#### YOUR OBJECTIVE
What you produce should be every line from the data that includes "struct".

#### INFORMATION PROVIDED

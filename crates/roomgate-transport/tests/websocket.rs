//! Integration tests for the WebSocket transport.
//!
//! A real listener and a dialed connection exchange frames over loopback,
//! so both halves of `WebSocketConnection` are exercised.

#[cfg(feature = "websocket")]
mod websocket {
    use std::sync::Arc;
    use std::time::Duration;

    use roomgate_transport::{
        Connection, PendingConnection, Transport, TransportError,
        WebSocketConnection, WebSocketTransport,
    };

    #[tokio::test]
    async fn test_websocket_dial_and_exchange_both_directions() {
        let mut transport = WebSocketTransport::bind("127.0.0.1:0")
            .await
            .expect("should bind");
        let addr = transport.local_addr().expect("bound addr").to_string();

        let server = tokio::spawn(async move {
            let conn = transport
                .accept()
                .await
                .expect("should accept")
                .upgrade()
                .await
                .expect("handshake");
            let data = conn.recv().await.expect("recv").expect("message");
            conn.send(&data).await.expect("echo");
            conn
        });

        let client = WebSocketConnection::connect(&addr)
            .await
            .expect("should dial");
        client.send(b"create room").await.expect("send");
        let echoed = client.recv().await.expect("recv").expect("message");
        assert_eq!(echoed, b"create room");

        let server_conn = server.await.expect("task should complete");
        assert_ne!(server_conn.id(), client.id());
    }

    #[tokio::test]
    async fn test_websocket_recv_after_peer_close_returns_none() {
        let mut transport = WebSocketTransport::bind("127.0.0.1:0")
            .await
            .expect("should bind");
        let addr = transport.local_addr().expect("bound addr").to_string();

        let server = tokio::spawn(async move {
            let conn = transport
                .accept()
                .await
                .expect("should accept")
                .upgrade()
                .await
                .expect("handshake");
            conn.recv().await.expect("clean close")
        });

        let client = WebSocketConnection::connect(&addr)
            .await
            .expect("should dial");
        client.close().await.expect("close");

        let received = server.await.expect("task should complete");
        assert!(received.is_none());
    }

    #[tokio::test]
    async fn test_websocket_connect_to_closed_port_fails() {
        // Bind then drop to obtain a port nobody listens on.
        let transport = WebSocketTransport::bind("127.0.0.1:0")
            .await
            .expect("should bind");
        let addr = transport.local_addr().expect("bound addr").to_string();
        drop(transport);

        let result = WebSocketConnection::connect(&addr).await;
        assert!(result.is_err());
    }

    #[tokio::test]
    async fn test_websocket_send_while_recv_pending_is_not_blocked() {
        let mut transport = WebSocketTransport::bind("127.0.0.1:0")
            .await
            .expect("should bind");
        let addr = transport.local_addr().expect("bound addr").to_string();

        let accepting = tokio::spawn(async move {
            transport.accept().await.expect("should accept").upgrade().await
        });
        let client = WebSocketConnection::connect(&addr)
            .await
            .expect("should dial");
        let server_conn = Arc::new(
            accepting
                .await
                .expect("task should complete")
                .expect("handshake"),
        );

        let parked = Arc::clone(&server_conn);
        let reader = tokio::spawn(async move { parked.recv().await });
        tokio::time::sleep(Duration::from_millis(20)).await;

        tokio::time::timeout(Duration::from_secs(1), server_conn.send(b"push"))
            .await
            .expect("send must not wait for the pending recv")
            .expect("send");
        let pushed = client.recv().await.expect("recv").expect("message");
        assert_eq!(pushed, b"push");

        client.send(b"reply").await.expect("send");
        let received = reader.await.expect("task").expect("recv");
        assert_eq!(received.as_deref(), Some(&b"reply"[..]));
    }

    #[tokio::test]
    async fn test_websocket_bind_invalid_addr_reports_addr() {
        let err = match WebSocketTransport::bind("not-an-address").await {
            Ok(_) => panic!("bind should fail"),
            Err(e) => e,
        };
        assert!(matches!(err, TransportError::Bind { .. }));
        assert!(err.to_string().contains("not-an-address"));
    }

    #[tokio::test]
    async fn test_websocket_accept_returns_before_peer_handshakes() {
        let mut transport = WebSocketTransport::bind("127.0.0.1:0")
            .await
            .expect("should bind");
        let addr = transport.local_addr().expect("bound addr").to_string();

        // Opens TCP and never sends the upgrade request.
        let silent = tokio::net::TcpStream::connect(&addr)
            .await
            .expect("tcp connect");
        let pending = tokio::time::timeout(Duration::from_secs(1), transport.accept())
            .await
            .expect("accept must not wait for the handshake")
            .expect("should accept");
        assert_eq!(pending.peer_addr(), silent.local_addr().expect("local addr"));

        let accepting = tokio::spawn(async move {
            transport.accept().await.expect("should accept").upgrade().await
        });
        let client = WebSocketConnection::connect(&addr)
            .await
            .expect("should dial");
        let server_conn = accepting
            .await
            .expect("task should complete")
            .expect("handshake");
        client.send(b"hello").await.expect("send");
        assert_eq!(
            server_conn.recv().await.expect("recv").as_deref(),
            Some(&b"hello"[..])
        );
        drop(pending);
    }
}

...

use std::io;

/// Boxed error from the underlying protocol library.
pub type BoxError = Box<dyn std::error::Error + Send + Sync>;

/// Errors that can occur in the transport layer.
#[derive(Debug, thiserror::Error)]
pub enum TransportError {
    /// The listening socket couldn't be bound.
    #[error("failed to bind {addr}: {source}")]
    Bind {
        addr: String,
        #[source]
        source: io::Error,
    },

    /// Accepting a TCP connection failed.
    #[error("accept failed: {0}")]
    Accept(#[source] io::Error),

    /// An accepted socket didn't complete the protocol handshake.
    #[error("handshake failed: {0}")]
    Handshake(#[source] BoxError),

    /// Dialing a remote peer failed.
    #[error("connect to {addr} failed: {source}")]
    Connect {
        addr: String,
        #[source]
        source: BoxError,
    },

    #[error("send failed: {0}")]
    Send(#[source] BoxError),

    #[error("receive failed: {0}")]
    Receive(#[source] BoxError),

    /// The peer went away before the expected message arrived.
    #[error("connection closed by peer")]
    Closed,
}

...

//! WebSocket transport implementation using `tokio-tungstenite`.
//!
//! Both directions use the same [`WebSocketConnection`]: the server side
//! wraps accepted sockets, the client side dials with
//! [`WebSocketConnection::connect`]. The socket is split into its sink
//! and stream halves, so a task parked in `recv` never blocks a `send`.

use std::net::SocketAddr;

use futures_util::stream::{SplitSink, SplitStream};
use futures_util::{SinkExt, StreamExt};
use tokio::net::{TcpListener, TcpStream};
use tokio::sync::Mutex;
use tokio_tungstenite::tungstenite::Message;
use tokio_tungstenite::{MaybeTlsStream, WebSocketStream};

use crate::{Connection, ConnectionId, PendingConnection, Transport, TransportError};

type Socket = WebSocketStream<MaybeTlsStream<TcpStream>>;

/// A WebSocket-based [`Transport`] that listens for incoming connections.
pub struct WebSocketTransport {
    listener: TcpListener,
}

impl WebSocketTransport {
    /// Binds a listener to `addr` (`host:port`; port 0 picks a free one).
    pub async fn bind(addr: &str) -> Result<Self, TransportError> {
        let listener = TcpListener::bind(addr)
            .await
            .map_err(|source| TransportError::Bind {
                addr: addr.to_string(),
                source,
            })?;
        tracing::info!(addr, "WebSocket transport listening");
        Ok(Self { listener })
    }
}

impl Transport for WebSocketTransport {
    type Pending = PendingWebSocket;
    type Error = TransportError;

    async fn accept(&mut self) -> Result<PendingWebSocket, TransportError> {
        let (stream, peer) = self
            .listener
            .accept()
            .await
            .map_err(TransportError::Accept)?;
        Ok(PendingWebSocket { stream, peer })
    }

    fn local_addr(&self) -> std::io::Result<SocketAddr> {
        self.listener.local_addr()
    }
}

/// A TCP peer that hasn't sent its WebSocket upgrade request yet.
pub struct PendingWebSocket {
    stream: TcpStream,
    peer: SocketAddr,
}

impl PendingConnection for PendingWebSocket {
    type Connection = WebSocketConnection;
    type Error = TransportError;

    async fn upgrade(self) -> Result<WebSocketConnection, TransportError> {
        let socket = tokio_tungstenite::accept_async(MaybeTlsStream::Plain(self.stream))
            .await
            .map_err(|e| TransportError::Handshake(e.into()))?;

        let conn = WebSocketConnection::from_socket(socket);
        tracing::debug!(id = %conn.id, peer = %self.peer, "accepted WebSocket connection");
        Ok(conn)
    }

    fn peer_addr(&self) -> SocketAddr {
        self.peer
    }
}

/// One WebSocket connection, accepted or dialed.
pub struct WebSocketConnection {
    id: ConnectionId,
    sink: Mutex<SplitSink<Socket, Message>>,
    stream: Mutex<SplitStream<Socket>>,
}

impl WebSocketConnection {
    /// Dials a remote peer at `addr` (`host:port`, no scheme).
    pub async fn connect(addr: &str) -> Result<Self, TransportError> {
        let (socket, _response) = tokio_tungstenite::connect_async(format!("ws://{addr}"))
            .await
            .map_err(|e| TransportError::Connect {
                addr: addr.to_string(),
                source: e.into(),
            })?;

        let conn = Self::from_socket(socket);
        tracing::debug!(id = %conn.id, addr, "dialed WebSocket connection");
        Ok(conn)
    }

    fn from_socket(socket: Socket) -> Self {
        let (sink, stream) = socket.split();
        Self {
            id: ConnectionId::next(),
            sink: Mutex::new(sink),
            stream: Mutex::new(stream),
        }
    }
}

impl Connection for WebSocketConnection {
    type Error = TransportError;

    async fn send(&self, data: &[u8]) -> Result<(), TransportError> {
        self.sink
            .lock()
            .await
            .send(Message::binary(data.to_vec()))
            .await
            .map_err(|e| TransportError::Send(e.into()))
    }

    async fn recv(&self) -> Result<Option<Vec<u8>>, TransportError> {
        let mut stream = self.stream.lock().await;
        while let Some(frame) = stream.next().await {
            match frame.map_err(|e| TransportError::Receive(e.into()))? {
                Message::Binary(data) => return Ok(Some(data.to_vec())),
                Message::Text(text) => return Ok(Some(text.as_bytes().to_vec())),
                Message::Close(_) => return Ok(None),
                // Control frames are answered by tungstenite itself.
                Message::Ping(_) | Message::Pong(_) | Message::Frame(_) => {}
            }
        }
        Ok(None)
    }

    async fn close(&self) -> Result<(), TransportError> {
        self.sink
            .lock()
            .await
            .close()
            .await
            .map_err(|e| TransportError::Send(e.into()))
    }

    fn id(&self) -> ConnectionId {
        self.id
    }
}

#### SOLUTION FOR THIS PROBLEM
pub struct WebSocketTransport {
pub struct PendingWebSocket {
pub struct WebSocketConnection {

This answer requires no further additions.